**Supplied records**

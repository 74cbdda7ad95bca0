use crate::grids::{Direction, Position};

/// One grid position: four boundary walls (`true` = present) and a visited marker.
#[derive(Debug, Clone, Copy, PartialEq, Eq)]
pub struct Cell {
    pub row: usize,
    pub col: usize,
    walls: [bool; 4], // [North, East, South, West]
    pub visited: bool,
}

impl Cell {
    pub fn new(row: usize, col: usize) -> Self {
        Self {
            row,
            col,
            walls: [true; 4],
            visited: false,
        }
    }

    #[inline]
    pub fn position(&self) -> Position {
        Position::new(self.row, self.col)
    }

    #[inline]
    pub fn has_wall(&self, direction: Direction) -> bool {
        self.walls[direction.index()]
    }

    #[inline]
    pub fn walls(&self) -> [bool; 4] {
        self.walls
    }

    pub fn open_sides(&self) -> impl Iterator<Item = Direction> + '_ {
        Direction::ALL
            .into_iter()
            .filter(move |dir| !self.has_wall(*dir))
    }

    fn clear_wall(&mut self, direction: Direction) {
        self.walls[direction.index()] = false;
    }
}

// adjacency is not checked, `b` must be `a`'s neighbor in `direction`
pub fn remove_wall_pair(a: &mut Cell, direction: Direction, b: &mut Cell) {
    a.clear_wall(direction);
    b.clear_wall(-direction);
}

**Task instructions**
When you reach the line holding "pub fn walls(&self)" in the records above, begin reproducing exactly, stop after the line holding "a.clear_wall(direction);", and output nothing else.

**Exercise answer**
    pub fn walls(&self) -> [bool; 4] {
        self.walls
    }

    pub fn open_sides(&self) -> impl Iterator<Item = Direction> + '_ {
        Direction::ALL
            .into_iter()
            .filter(move |dir| !self.has_wall(*dir))
    }

    fn clear_wall(&mut self, direction: Direction) {
        self.walls[direction.index()] = false;
    }
}

// adjacency is not checked, `b` must be `a`'s neighbor in `direction`
pub fn remove_wall_pair(a: &mut Cell, direction: Direction, b: &mut Cell) {
    a.clear_wall(direction);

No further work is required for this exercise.